Сиптымбаев оказался почти мальчишкой, кривоногим, щелеглазым, по-русски мало разумеющим и совсем оглохшим от жара. Ему помогали подняться на крыльцо, а он не понимал, куда его ведут, что от него требуют, упирался, шевелил запекшимися губами:
— Бумашка! Кидэ мой бумашка? Дохтору нада…
Должно быть, крепко внушили Сиптымбаеву насчет бумажки и понимал он, что без нее ничего не значит.
Сашка где-то сорвал красную розу, нюхал ее и становился все сумрачней и смурней. Когда слабо сопротивляющегося Сиптымбаева уволокли в санпропускник, Сашка сердито забросил розу в кусты и выругался. Олег поморщился. Не любил он похабщины, не приучен к ней. Отец грузчиком был, но Боже упаси при сыне облаяться. И на войне Олег сопротивлялся, как мог, этой дикости, которой, подвержены были даже большие командиры и вроде бы иной раз щеголяли ею.
— Не нравится? — точно угадал настроение солдатика Сашка.
— Чего ж хорошего? Поможет, что ли?
— А вдруг поможет? Вдруг легче станет?
— Сомневаюсь.
— Сомневаешься? — Сашка сжал тонкие губы, и в углах его рта зазмеилась усмешка. — Юный пионер, к труду и обороне будь готов!
— Всегда готов! — стараясь удержаться на шутливом тоне, ответил Олег. — Ты чего пузыришься-то?
— Запузыришься тут.
Голос Сашки уже совсем стал спокойным, даже чуть грустным, усмешка с губ исчезла.
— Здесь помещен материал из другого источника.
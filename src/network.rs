//! Network access behind a trait so the router can be driven without a real origin.

use async_trait::async_trait;
use color_eyre::{eyre::eyre, Result};
use std::time::Duration;

use crate::http::{Request, Response};

/// Anything that can perform a request round trip.
///
/// An `Err` means the round trip itself failed (offline, DNS, timeout, aborted).
/// A completed round trip with a 4xx/5xx status is still `Ok`.
#[async_trait]
pub trait Network: Send + Sync {
  async fn fetch(&self, request: &Request) -> Result<Response>;
}

/// Network implementation backed by reqwest.
#[derive(Clone)]
pub struct HttpNetwork {
  client: reqwest::Client,
}

impl HttpNetwork {
  pub fn new(timeout: Duration) -> Result<Self> {
    let client = reqwest::Client::builder()
      .timeout(timeout)
      .user_agent(concat!("offcache/", env!("CARGO_PKG_VERSION")))
      .build()
      .map_err(|e| eyre!("Failed to create HTTP client: {}", e))?;

    Ok(Self { client })
  }
}

#[async_trait]
impl Network for HttpNetwork {
  async fn fetch(&self, request: &Request) -> Result<Response> {
    let mut builder = self
      .client
      .request(request.method.clone(), request.url.clone());

    for (name, value) in &request.headers {
      builder = builder.header(name.as_str(), value.as_str());
    }
    if let Some(body) = &request.body {
      builder = builder.body(body.clone());
    }

    let response = builder
      .send()
      .await
      .map_err(|e| eyre!("Failed to fetch {}: {}", request.url, e))?;

    let status = response.status().as_u16();
    let headers = response
      .headers()
      .iter()
      .filter_map(|(name, value)| {
        value
          .to_str()
          .ok()
          .map(|v| (name.as_str().to_string(), v.to_string()))
      })
      .collect();

    let body = response
      .bytes()
      .await
      .map_err(|e| eyre!("Failed to read body of {}: {}", request.url, e))?;

    Ok(Response {
      status,
      headers,
      body: body.to_vec(),
    })
  }
}

#[cfg(test)]
pub mod testing {
  //! Scriptable network for tests.

  use super::*;
  use std::collections::HashMap;
  use std::sync::atomic::{AtomicBool, AtomicUsize, Ordering};
  use std::sync::Mutex;

  /// Serves canned responses by URL path, counts calls, and can be switched offline.
  pub struct FakeNetwork {
    routes: Mutex<HashMap<String, Response>>,
    online: AtomicBool,
    calls: AtomicUsize,
    delay: Mutex<Option<Duration>>,
    seen: Mutex<Vec<Request>>,
  }

  impl FakeNetwork {
    pub fn new() -> Self {
      Self {
        routes: Mutex::new(HashMap::new()),
        online: AtomicBool::new(true),
        calls: AtomicUsize::new(0),
        delay: Mutex::new(None),
        seen: Mutex::new(Vec::new()),
      }
    }

    pub fn offline() -> Self {
      let network = Self::new();
      network.set_online(false);
      network
    }

    /// Serve `body` with status 200 for `path`.
    pub fn serve(&self, path: &str, body: &str) {
      self.respond(path, Response::new(200, body));
    }

    pub fn respond(&self, path: &str, response: Response) {
      self
        .routes
        .lock()
        .unwrap()
        .insert(path.to_string(), response);
    }

    pub fn set_online(&self, online: bool) {
      self.online.store(online, Ordering::SeqCst);
    }

    pub fn set_delay(&self, delay: Duration) {
      *self.delay.lock().unwrap() = Some(delay);
    }

    pub fn calls(&self) -> usize {
      self.calls.load(Ordering::SeqCst)
    }

    /// Bodies of every request that reached the network while online.
    pub fn bodies(&self) -> Vec<String> {
      self
        .seen
        .lock()
        .unwrap()
        .iter()
        .map(|r| String::from_utf8_lossy(r.body.as_deref().unwrap_or_default()).into_owned())
        .collect()
    }
  }

  #[async_trait]
  impl Network for FakeNetwork {
    async fn fetch(&self, request: &Request) -> Result<Response> {
      self.calls.fetch_add(1, Ordering::SeqCst);

      let delay = *self.delay.lock().unwrap();
      if let Some(delay) = delay {
        tokio::time::sleep(delay).await;
      }

      if !self.online.load(Ordering::SeqCst) {
        return Err(eyre!("Failed to fetch {}: network unreachable", request.url));
      }
      self.seen.lock().unwrap().push(request.clone());

      let response = self
        .routes
        .lock()
        .unwrap()
        .get(request.url.path())
        .cloned()
        .unwrap_or_else(|| Response::new(404, "Not Found"));
      Ok(response)
    }
  }
}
Он подгреб под себя кем-то наломанные ветки каштана, морщась от боли, улегся, подобрал приплюснутый блестящий каштан, подкинул его, как монету, поймал.
— Такая аппетитная с виду штука, а сожрать нельзя, — с сожалением проговорил Сашка и скосил глаза на Олега — спит или нет?
Олег думал о чем-то, прикрыв глаза пушистыми ресницами. Лицо Олега было в сохлой крови под носом, у глаз, в ушах. Хорошо, что он не видел своего лица.
— Пайку я свистнул, Олик, за то и мантулил в трудовой колонии.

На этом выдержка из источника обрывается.